As Canada’s premier museum dedicated exclusively to contemporary art, the MAC aims to be visionary while accessible: a vibrant place of dialogue and discovery, bringing together local and international artists with diverse and ever-increasing audiences. The MAC is devoted to the presentation, production, collection and promotion of contemporary art, while offering educational programs that inform, inspire and challenge its audiences. In this context, the museum has triumphed with a unique artistic project - Leonard Cohen: A Crack in Everything, the first major exhibition on the great literary songwriter Leonard Cohen.
For decades, Cohen tenaciously supplied the world with melancholy but urgent observations on the state of the human heart. With equal parts gravitas and grace, he teased out a startlingly inventive and singular language, depicting both an exalted spirituality and an earthy sexuality. His interweaving of the sacred and the profane, of mystery and accessibility, was such a compelling combination that it became seared into memory. As a world-renowned novelist, poet and singer/songwriter, he influenced generations of writers, musicians and artists.

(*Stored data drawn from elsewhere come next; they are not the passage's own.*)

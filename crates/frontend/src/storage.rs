//! Web Storage adapter

use hotel_console_core::{Error, KeyValueStore, MemoryStore, Result};
use std::rc::Rc;
use wasm_bindgen::JsValue;
use web_sys::Storage;

/// `localStorage` or `sessionStorage` behind the core storage contract
#[derive(Clone)]
pub struct BrowserStorage {
    inner: Storage,
}

impl BrowserStorage {
    pub const fn new(inner: Storage) -> Self {
        Self { inner }
    }
}

fn js_error(context: &str, err: &JsValue) -> Error {
    Error::storage(format!("{context}: {err:?}"))
}

impl KeyValueStore for BrowserStorage {
    fn get(&self, key: &str) -> Result<Option<String>> {
        self.inner
            .get_item(key)
            .map_err(|e| js_error("getItem failed", &e))
    }

    fn set(&self, key: &str, value: &str) -> Result<()> {
        self.inner
            .set_item(key, value)
            .map_err(|e| js_error("setItem failed", &e))
    }

    fn remove(&self, key: &str) -> Result<()> {
        self.inner
            .remove_item(key)
            .map_err(|e| js_error("removeItem failed", &e))
    }

    fn clear(&self) -> Result<()> {
        self.inner.clear().map_err(|e| js_error("clear failed", &e))
    }
}

/// Get localStorage, if the browser exposes it
pub fn local_storage() -> Option<BrowserStorage> {
    web_sys::window()
        .and_then(|w| w.local_storage().ok().flatten())
        .map(BrowserStorage::new)
}

/// Get sessionStorage, if the browser exposes it
pub fn session_storage() -> Option<BrowserStorage> {
    web_sys::window()
        .and_then(|w| w.session_storage().ok().flatten())
        .map(BrowserStorage::new)
}

/// Browser storage, or an in-memory stand-in when storage is disabled
pub fn or_memory(storage: Option<BrowserStorage>) -> Rc<dyn KeyValueStore> {
    match storage {
        Some(storage) => Rc::new(storage),
        None => {
            tracing::warn!("Browser storage unavailable, keeping state in memory");
            Rc::new(MemoryStore::new())
        }
    }
}
//! Browser shell of the hotel admin console

pub mod app;
pub mod auth;
pub mod clear_auth;
pub mod client;
pub mod components;
pub mod config;
pub mod logging;
pub mod pages;
pub mod router;
pub mod services;
pub mod session;
pub mod storage;

use app::{App, AppProps};
use client::AdminApi;
use config::CONFIG;
use std::rc::Rc;

/// Install logging, resolve configuration and mount the app on `<body>`
pub fn run() -> hotel_console_core::Result<()> {
    console_error_panic_hook::set_once();
    logging::init();

    let config = &*CONFIG;
    tracing::info!(api_base_url = %config.api_base_url, "Starting hotel console");

    let local = storage::or_memory(storage::local_storage());
    let api = AdminApi::new(&config.api_base_url, local.clone())?;
    let session = session::browser_session(&api, local)?;

    yew::Renderer::<App>::with_props(AppProps {
        session: Rc::new(session),
        api,
    })
    .render();

    Ok(())
}
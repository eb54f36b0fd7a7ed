//! Sign-in API service

use crate::client::{AdminApi, ClientError};
use hotel_console_core::User;
use reqwest::Method;
use serde::{Deserialize, Serialize};

pub const SIGN_IN_PATH: &str = "/api/admin/login";

#[derive(Debug, Clone, Serialize)]
pub struct SignInRequest {
    pub email: String,
    pub password: String,
}

#[derive(Debug, Clone, Deserialize)]
pub struct SignInResponse {
    pub token: String,
    pub user: User,
}

/// Authentication API service
#[derive(Clone)]
pub struct AuthApiService {
    api: AdminApi,
}

impl AuthApiService {
    pub const fn new(api: AdminApi) -> Self {
        Self { api }
    }

    /// Exchange credentials for a token and keep it on the shared client.
    ///
    /// The returned user is what the app shell receives through its login
    /// handler.
    pub async fn sign_in(&self, email: String, password: String) -> Result<User, ClientError> {
        let request = self
            .api
            .request(Method::POST, SIGN_IN_PATH)
            .json(&SignInRequest { email, password });
        let response: SignInResponse = self.api.execute(request).await?;

        self.api.set_token(&response.token);
        self.api.store_admin_info(&response.user)?;
        Ok(response.user)
    }
}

Well aware of his fiercely guarded privacy, we wrote to Leonard Cohen with some apprehension: would he object to the Musée d’art contemporain de Montréal devoting a large exhibition to him? How would he respond to visual artists, filmmakers, performers and musicians revisiting his words, songs and biography with new inflections and perspectives, drawing from his themes of love and desire, loss and redemption—while breathing provocative new life into them? This singular exhibition explores and embodies how Cohen's vastly important achievement has affected and inspired artists, how it has entered the cultural conversation, how it has cut deep into the marrow of the body politic.
To our great relief, he agreed, with the amusing caveats that a) he would not attend the opening; b) he would not be an obstacle to our work as curators; and c) under no condition were we to ask for his time or direct participation in the project.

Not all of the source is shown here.